**Exercise instructions:**
Below are some records; state how many of their lines contain the word "TokenRecord", and add nothing.

**Saved data entries:**
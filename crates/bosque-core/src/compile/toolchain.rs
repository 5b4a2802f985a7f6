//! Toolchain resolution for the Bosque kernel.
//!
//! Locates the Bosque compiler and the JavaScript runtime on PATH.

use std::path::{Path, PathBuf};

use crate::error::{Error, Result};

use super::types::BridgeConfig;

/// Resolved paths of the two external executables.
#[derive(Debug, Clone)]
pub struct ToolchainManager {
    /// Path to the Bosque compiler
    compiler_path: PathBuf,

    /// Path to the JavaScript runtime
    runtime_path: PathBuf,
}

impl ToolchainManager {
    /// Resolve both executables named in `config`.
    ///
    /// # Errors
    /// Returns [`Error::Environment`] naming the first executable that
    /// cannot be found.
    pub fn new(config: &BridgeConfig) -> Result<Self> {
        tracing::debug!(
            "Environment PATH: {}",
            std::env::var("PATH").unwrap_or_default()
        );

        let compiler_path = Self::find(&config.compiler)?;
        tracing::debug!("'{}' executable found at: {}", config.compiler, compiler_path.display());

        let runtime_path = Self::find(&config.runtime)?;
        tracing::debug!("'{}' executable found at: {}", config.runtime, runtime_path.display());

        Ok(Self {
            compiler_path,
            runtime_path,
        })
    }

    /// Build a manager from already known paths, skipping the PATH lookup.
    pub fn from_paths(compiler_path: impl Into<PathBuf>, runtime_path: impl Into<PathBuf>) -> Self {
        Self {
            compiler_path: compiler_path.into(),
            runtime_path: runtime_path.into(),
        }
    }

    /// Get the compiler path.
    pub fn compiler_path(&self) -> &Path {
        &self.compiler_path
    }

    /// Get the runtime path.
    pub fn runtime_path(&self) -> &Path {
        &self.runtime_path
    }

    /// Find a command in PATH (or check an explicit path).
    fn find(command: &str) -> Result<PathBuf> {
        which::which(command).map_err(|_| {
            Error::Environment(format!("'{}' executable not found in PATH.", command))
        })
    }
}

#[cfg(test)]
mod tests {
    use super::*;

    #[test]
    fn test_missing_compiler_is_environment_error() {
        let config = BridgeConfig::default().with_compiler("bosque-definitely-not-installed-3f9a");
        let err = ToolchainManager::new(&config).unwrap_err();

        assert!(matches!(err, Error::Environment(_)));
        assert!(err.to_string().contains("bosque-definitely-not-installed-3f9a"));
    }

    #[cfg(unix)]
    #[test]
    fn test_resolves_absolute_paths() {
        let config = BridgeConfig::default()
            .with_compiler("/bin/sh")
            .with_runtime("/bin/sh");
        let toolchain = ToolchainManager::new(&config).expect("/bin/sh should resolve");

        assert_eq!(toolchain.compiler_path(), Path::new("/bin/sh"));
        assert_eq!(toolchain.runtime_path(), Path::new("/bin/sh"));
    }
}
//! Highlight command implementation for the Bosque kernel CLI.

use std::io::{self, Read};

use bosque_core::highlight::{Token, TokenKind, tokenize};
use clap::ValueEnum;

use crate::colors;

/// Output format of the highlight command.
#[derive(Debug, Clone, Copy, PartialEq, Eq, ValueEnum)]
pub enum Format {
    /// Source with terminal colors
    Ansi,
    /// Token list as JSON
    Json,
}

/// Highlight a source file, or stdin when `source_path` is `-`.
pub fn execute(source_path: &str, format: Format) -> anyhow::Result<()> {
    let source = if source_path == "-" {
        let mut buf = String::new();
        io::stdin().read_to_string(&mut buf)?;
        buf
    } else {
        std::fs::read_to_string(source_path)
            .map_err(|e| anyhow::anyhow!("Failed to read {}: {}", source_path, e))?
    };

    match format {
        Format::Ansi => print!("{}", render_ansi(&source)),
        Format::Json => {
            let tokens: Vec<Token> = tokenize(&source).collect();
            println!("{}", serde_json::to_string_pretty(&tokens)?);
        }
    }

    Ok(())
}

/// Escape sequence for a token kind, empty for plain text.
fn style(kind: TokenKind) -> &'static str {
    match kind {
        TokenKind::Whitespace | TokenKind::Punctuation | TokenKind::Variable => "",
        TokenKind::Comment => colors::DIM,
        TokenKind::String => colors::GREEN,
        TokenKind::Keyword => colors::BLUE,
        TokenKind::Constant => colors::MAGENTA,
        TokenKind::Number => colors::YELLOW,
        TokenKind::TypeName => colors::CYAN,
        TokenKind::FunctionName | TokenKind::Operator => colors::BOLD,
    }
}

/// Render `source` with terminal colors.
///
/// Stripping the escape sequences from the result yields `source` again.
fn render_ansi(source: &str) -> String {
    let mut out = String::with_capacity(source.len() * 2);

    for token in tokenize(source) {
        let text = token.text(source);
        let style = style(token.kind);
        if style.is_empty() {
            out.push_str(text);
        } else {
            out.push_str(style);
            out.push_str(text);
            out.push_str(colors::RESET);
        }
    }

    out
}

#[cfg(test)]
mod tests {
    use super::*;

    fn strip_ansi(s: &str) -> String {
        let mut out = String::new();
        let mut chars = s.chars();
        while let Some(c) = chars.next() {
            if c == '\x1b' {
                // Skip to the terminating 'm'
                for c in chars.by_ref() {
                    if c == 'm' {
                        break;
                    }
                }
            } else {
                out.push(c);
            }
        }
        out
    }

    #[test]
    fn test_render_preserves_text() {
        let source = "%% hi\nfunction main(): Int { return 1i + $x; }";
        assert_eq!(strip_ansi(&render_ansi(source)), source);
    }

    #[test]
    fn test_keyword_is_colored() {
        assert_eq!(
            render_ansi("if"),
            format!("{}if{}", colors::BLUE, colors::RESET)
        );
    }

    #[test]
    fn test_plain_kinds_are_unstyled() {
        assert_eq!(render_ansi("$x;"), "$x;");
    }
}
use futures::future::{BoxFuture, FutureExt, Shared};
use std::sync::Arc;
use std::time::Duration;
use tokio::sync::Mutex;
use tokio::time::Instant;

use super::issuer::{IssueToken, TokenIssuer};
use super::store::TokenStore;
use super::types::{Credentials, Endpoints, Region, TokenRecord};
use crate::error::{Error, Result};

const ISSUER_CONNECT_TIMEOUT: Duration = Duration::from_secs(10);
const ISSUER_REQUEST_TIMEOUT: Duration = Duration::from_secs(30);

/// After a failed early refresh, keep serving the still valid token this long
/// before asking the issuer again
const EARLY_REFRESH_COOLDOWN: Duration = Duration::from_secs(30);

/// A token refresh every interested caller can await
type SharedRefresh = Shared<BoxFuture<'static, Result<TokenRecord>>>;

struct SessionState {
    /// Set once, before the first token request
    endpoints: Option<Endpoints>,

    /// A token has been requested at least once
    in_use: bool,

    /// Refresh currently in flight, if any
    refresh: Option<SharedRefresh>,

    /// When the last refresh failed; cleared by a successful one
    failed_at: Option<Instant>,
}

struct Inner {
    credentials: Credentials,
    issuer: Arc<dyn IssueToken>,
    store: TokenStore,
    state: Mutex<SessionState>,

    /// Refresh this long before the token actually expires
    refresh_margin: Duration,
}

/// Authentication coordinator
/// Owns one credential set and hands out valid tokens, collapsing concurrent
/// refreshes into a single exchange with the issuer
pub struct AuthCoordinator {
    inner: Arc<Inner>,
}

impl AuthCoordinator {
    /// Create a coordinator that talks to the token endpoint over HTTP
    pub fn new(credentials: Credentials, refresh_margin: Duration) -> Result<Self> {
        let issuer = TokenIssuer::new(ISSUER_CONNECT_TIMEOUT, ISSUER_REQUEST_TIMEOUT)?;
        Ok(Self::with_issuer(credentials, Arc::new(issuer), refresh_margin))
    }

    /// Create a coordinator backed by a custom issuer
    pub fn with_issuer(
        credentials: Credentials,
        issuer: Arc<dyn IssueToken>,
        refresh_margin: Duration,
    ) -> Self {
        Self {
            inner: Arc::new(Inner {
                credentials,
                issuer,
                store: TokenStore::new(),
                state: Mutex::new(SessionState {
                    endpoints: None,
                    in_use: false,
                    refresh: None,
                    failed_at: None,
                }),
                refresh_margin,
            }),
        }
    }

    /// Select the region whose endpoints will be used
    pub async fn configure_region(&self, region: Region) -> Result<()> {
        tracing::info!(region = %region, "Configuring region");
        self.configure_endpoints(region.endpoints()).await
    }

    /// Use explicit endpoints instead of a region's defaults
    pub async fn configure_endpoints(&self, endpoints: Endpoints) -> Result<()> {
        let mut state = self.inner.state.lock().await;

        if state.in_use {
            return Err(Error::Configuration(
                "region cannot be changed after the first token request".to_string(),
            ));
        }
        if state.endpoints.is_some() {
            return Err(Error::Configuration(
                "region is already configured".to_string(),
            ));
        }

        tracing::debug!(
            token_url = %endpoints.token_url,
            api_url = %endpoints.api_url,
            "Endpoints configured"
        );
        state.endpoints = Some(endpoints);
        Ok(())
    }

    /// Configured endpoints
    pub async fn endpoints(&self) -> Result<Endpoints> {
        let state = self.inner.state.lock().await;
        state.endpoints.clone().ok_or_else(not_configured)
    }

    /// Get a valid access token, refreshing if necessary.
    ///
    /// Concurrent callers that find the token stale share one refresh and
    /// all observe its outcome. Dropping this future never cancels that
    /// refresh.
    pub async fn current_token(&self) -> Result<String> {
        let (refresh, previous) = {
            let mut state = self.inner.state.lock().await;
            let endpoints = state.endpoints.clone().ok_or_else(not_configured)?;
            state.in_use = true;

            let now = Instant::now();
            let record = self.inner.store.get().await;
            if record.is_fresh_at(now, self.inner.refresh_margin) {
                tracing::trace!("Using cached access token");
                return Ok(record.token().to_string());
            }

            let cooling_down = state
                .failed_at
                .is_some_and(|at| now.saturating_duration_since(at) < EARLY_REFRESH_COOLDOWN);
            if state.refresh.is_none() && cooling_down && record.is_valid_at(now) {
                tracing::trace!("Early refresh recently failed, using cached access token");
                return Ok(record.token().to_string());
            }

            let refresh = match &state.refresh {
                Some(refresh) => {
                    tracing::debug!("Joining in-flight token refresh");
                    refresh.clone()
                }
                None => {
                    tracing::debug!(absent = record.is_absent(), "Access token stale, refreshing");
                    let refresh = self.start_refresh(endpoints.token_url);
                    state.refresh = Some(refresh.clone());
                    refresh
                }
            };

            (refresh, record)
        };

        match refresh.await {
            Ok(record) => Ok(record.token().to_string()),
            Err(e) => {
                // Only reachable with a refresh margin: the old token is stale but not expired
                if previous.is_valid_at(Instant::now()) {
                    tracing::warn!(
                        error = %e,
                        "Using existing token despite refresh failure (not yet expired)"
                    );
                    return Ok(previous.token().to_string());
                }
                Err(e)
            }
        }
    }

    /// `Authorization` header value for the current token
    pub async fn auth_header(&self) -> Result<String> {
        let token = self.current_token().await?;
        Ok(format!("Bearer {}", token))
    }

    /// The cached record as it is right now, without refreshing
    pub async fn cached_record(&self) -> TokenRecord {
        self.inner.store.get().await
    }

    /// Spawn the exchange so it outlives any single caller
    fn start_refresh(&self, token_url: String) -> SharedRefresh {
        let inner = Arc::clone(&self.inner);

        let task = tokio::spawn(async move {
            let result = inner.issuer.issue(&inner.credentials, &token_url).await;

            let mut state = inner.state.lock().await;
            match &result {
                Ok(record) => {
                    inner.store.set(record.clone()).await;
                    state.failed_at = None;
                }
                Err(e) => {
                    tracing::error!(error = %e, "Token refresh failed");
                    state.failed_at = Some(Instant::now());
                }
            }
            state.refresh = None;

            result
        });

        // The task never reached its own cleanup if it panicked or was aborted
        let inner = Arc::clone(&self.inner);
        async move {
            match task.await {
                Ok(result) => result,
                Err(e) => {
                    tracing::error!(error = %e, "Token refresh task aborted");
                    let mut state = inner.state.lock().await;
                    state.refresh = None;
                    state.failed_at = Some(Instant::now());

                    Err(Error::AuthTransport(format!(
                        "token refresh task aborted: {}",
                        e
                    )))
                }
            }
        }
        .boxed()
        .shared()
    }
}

**Output for this task:**
3